A recently opened, and then closed, whisky ETF would probably have not passed this test.
“You have to understand the drivers,” says Li. “Are business models being disrupted? Are we seeing a change to accepted structures?”
With this in mind, and investors anticipating another market downturn or at least correction, it is possible that more providers could begin producing similarly thematically driven ETFs.
Antoine Lesne, head of SPDR ETF investment strategy at State Street Global Advisors, said providers loved coming up with new ideas – the key for them was working with investors to create something they wanted, too.
The company launched a gender diversity ETF, with the ticker SHE, to coincide with the placing of the Fearless Girl statue opposite Wall Street’s Charging Bull in 2017.
It was an unusual move for SSGA, but the drivers were specifically grounded in long-term, global change, says Lesne. LGIM launched its GIRL fund – not yet available as an ETF – to follow the same theme a year later.
Creating these types of products are more complicated than traditional ETFs, according to Lense. Using an index constructed by a provider itself is not accepted in some jurisdictions, while back-testing and gathering enough analysis, before even trying to protect all the intellectual property and still being first to market, can be too onerous for giant companies with plenty of existing products to sell.
iShares, the world’s largest provider, has just nine thematic ETFs available to UK investors, four of them boasting just a one-year track record.
No smoke without fire
The other ETFs mentioned – cannabis industry, ETF providers and retail giants falling – are all run by relatively small companies.
“There is room in the market for newcomers,” says Lesne at SSGA, pointing to the range of ideas that his firm, as one of the largest ETF providers, do not consider directly.
“A lot of the established players do not really know how to get into creating these funds,” said Lamont. “And if they do it, it has to be in a logical way. These funds can be interpreted in the media as being gimmicky and they would prefer to not be associated with that.”

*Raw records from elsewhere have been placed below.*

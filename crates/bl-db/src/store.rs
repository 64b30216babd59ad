use async_trait::async_trait;
use bl_schemas::{
    Bid, BidId, LogisticsProfile, PrincipalId, Rfq, RfqId, SecondFactorRecord, Shipment,
    ShipmentId,
};
use bl_store::{
    BidQuery, BidRepository, Change, ChangeFeed, Collection, Entity, Expect, ProfileRepository,
    Record, RfqQuery, RfqRepository, SecondFactorRepository, ShipmentQuery, ShipmentRepository,
    StoreError, StoreResult, Transactional, Versioned, WriteBatch,
};
use serde_json::json;
use sqlx::{PgPool, Row};
use tokio::sync::broadcast;
use tracing::debug;

use crate::feed::CHANGE_CHANNEL;

/// Record store over the `records` table.
#[derive(Clone)]
pub struct PgStore {
    pool: PgPool,
    changes: broadcast::Sender<Change>,
}

impl PgStore {
    /// Wrap a migrated pool. Call [`crate::spawn_change_listener`] with
    /// [`PgStore::change_sender`] to feed live queries.
    pub fn new(pool: PgPool, change_buffer: usize) -> Self {
        let (changes, _rx) = broadcast::channel(change_buffer.max(1));
        Self { pool, changes }
    }

    pub fn pool(&self) -> &PgPool {
        &self.pool
    }

    pub fn change_sender(&self) -> broadcast::Sender<Change> {
        self.changes.clone()
    }

    async fn get<T: Entity>(&self, key: &str) -> StoreResult<Option<Versioned<T>>> {
        let row = sqlx::query("select version, doc from records where collection = $1 and id = $2")
            .bind(T::COLLECTION.as_str())
            .bind(key)
            .fetch_optional(&self.pool)
            .await
            .map_err(backend)?;
        row.map(|r| decode::<T>(&r)).transpose()
    }

    /// Rows of `T` whose top-level document `field` equals `value`.
    async fn select_where<T: Entity>(
        &self,
        field: &'static str,
        value: &str,
    ) -> StoreResult<Vec<Versioned<T>>> {
        let sql = format!(
            "select version, doc from records \
             where collection = $1 and doc->>'{field}' = $2 \
             order by created_at desc, id asc"
        );
        let rows = sqlx::query(&sql)
            .bind(T::COLLECTION.as_str())
            .bind(value)
            .fetch_all(&self.pool)
            .await
            .map_err(backend)?;
        rows.iter().map(decode::<T>).collect()
    }
}

fn decode<T: Entity>(row: &sqlx::postgres::PgRow) -> StoreResult<Versioned<T>> {
    let version: i64 = row.try_get("version").map_err(backend)?;
    let doc: serde_json::Value = row.try_get("doc").map_err(backend)?;
    let record = Record::from_json(T::COLLECTION, doc)?;
    let value = T::from_record(record).ok_or_else(|| {
        StoreError::Serialization(format!("record is not a {}", T::COLLECTION.as_str()))
    })?;
    let version = u64::try_from(version)
        .map_err(|_| StoreError::Serialization(format!("negative version {version}")))?;
    Ok(Versioned { value, version })
}

fn backend(e: sqlx::Error) -> StoreError {
    StoreError::Backend(e.to_string())
}

/// Serialization failures and deadlocks are lost races, not outages.
fn classify(e: sqlx::Error, collection: Collection, id: &str) -> StoreError {
    if let sqlx::Error::Database(db) = &e {
        if matches!(db.code().as_deref(), Some("40001") | Some("40P01") | Some("23505")) {
            return StoreError::Contention {
                collection: collection.as_str(),
                id: id.to_string(),
                detail: db.message().to_string(),
            };
        }
    }
    backend(e)
}

#[async_trait]
impl RfqRepository for PgStore {
    async fn get_rfq(&self, id: &RfqId) -> StoreResult<Option<Versioned<Rfq>>> {
        self.get(id.as_str()).await
    }

    async fn query_rfqs(&self, query: &RfqQuery) -> StoreResult<Vec<Versioned<Rfq>>> {
        match query {
            RfqQuery::ByBuyer(b) => self.select_where("buyer_id", b.as_str()).await,
            RfqQuery::Open => self.select_where("status", "open").await,
        }
    }
}

#[async_trait]
impl BidRepository for PgStore {
    async fn get_bid(&self, id: &BidId) -> StoreResult<Option<Versioned<Bid>>> {
        self.get(id.as_str()).await
    }

    async fn query_bids(&self, query: &BidQuery) -> StoreResult<Vec<Versioned<Bid>>> {
        match query {
            BidQuery::ForRfq(r) => self.select_where("rfq_id", r.as_str()).await,
            BidQuery::ForSupplier(s) => self.select_where("supplier_id", s.as_str()).await,
        }
    }
}

#[async_trait]
impl ShipmentRepository for PgStore {
    async fn get_shipment(&self, id: &ShipmentId) -> StoreResult<Option<Versioned<Shipment>>> {
        self.get(id.as_str()).await
    }

    async fn query_shipments(
        &self,
        query: &ShipmentQuery,
    ) -> StoreResult<Vec<Versioned<Shipment>>> {
        match query {
            ShipmentQuery::ForBuyer(p) => self.select_where("buyer_id", p.as_str()).await,
            ShipmentQuery::ForSupplier(p) => self.select_where("supplier_id", p.as_str()).await,
            ShipmentQuery::ForRfq(r) => self.select_where("rfq_id", r.as_str()).await,
        }
    }
}

#[async_trait]
impl ProfileRepository for PgStore {
    async fn get_profile(
        &self,
        supplier: &PrincipalId,
    ) -> StoreResult<Option<Versioned<LogisticsProfile>>> {
        self.get(supplier.as_str()).await
    }
}

#[async_trait]
impl SecondFactorRepository for PgStore {
    async fn get_second_factor(
        &self,
        principal: &PrincipalId,
    ) -> StoreResult<Option<Versioned<SecondFactorRecord>>> {
        self.get(principal.as_str()).await
    }
}

#[async_trait]
impl Transactional for PgStore {
    async fn commit(&self, batch: WriteBatch) -> StoreResult<Vec<Change>> {
        if let Some((collection, id)) = batch.duplicate_key() {
            return Err(StoreError::Backend(format!(
                "batch writes {}/{} twice",
                collection.as_str(),
                id
            )));
        }

        let mut tx = self.pool.begin().await.map_err(backend)?;
        let mut changes = Vec::with_capacity(batch.len());

        for m in batch.into_mutations() {
            let collection = m.record.collection();
            let id = m.record.key();
            let created_at = m.record.created_at();
            let doc = m.record.to_json()?;

            let (affected, version) = match m.expect {
                Expect::Absent => {
                    let res = sqlx::query(
                        r#"
                        insert into records (collection, id, version, created_at, updated_at, doc)
                        values ($1, $2, 1, $3, now(), $4)
                        on conflict (collection, id) do nothing
                        "#,
                    )
                    .bind(collection.as_str())
                    .bind(&id)
                    .bind(created_at)
                    .bind(&doc)
                    .execute(&mut *tx)
                    .await
                    .map_err(|e| classify(e, collection, &id))?;
                    (res.rows_affected(), 1u64)
                }
                Expect::Version(expected) => {
                    let expected_i = i64::try_from(expected).map_err(|_| {
                        StoreError::Serialization(format!("version {expected} out of range"))
                    })?;
                    let res = sqlx::query(
                        r#"
                        update records
                           set version = version + 1, doc = $3, updated_at = now()
                         where collection = $1 and id = $2 and version = $4
                        "#,
                    )
                    .bind(collection.as_str())
                    .bind(&id)
                    .bind(&doc)
                    .bind(expected_i)
                    .execute(&mut *tx)
                    .await
                    .map_err(|e| classify(e, collection, &id))?;
                    (res.rows_affected(), expected + 1)
                }
            };

            if affected != 1 {
                // Dropping `tx` rolls back everything written so far.
                return Err(StoreError::Contention {
                    collection: collection.as_str(),
                    id,
                    detail: format!("expected {:?}", m.expect),
                });
            }

            let payload = json!({
                "collection": collection.as_str(),
                "id": id,
                "version": version,
            })
            .to_string();
            sqlx::query("select pg_notify($1, $2)")
                .bind(CHANGE_CHANNEL)
                .bind(&payload)
                .execute(&mut *tx)
                .await
                .map_err(backend)?;

            changes.push(Change::Record {
                collection,
                id,
                version,
            });
        }

        tx.commit()
            .await
            .map_err(|e| match changes.first() {
                Some(Change::Record { collection, id, .. }) => classify(e, *collection, id),
                _ => backend(e),
            })?;
        debug!(records = changes.len(), "pg commit");
        Ok(changes)
    }
}

impl ChangeFeed for PgStore {
    fn subscribe_changes(&self) -> broadcast::Receiver<Change> {
        self.changes.subscribe()
    }
}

Some of the biggest international ETF providers declined to participate in this article.
However, as the largest fund managers in the world are fighting for a piece of the ETF action, they may have to change tack.
“The ETF business is saturated with core offerings,” says Lamont. “Thematic funds are the new battleground. The 16% of esoteric ETFs launched before 2012 that are still trading today are based on themes that are still relevant. The key is getting the timing right.”